WORK INSTRUCTIONS:
For each line of the data below, copy it if it holds the word "StatusCode".

EXTRACTED DATA:
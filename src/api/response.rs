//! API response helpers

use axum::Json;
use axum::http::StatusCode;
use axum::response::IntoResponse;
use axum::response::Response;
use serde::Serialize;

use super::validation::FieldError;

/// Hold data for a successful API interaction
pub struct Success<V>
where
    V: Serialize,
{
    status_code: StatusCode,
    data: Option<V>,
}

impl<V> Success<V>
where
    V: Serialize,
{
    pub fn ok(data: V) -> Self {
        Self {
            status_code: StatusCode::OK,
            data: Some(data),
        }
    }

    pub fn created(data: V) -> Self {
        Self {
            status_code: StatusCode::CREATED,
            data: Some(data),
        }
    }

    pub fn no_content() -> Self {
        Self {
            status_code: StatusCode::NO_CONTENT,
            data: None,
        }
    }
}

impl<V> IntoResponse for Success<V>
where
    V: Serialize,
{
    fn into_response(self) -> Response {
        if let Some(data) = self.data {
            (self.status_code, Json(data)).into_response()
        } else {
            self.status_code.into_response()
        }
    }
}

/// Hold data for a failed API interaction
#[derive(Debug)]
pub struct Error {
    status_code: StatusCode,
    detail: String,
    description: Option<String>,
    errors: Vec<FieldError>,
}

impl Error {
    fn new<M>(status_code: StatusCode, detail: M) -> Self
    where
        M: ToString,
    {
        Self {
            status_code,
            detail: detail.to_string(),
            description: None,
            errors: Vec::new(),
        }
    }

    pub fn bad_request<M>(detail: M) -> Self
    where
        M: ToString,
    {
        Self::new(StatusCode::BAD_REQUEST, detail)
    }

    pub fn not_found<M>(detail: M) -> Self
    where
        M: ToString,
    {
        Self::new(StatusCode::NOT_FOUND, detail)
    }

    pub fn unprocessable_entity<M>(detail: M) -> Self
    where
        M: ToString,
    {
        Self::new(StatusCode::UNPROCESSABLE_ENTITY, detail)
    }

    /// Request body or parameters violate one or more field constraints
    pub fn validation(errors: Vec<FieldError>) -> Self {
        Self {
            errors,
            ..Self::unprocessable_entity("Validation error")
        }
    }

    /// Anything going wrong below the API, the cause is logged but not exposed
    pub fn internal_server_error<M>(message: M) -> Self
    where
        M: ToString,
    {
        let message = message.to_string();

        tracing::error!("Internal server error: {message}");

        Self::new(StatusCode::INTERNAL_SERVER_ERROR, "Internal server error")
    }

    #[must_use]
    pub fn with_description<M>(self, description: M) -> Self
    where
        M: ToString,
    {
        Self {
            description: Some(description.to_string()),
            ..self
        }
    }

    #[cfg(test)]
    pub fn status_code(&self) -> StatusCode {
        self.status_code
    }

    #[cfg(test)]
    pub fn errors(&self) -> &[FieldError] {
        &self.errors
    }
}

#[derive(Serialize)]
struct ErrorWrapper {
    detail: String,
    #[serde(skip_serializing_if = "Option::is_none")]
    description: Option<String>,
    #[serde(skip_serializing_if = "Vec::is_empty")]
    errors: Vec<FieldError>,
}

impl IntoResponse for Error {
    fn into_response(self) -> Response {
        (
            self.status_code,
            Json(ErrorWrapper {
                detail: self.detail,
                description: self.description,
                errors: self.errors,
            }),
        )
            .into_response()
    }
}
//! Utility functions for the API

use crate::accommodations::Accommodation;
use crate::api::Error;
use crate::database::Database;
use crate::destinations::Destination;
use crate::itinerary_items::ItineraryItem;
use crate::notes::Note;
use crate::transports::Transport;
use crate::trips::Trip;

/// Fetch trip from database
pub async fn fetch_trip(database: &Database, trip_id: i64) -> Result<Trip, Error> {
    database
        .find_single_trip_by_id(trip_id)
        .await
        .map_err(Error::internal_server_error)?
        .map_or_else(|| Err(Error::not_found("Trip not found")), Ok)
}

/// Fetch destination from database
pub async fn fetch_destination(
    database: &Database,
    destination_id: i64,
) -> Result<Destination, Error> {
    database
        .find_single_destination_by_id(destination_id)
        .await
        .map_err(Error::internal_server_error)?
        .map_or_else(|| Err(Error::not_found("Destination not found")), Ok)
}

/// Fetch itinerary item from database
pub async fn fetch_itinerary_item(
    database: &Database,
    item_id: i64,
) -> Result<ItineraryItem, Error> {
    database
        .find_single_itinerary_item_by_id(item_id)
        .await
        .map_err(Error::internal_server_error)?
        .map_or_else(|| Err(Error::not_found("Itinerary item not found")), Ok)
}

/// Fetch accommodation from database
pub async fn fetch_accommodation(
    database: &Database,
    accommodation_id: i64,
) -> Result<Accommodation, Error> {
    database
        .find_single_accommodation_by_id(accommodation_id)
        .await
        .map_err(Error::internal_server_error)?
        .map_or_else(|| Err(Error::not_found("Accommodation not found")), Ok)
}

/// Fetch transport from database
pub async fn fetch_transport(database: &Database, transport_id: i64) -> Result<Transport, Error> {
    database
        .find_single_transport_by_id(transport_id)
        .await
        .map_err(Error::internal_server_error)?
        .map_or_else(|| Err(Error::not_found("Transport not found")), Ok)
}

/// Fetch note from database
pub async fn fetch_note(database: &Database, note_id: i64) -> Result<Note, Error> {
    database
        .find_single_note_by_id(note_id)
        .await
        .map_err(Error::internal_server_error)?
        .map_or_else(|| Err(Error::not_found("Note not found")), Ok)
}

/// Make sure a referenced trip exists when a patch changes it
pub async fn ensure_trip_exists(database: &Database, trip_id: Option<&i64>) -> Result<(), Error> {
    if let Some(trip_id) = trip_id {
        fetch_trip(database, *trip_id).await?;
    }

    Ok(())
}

COMPLETED EXERCISE:
use axum::http::StatusCode;
    status_code: StatusCode,
            status_code: StatusCode::OK,
            status_code: StatusCode::CREATED,
            status_code: StatusCode::NO_CONTENT,
    status_code: StatusCode,
    fn new<M>(status_code: StatusCode, detail: M) -> Self
        Self::new(StatusCode::BAD_REQUEST, detail)
        Self::new(StatusCode::NOT_FOUND, detail)
        Self::new(StatusCode::UNPROCESSABLE_ENTITY, detail)
        Self::new(StatusCode::INTERNAL_SERVER_ERROR, "Internal server error")
    pub fn status_code(&self) -> StatusCode {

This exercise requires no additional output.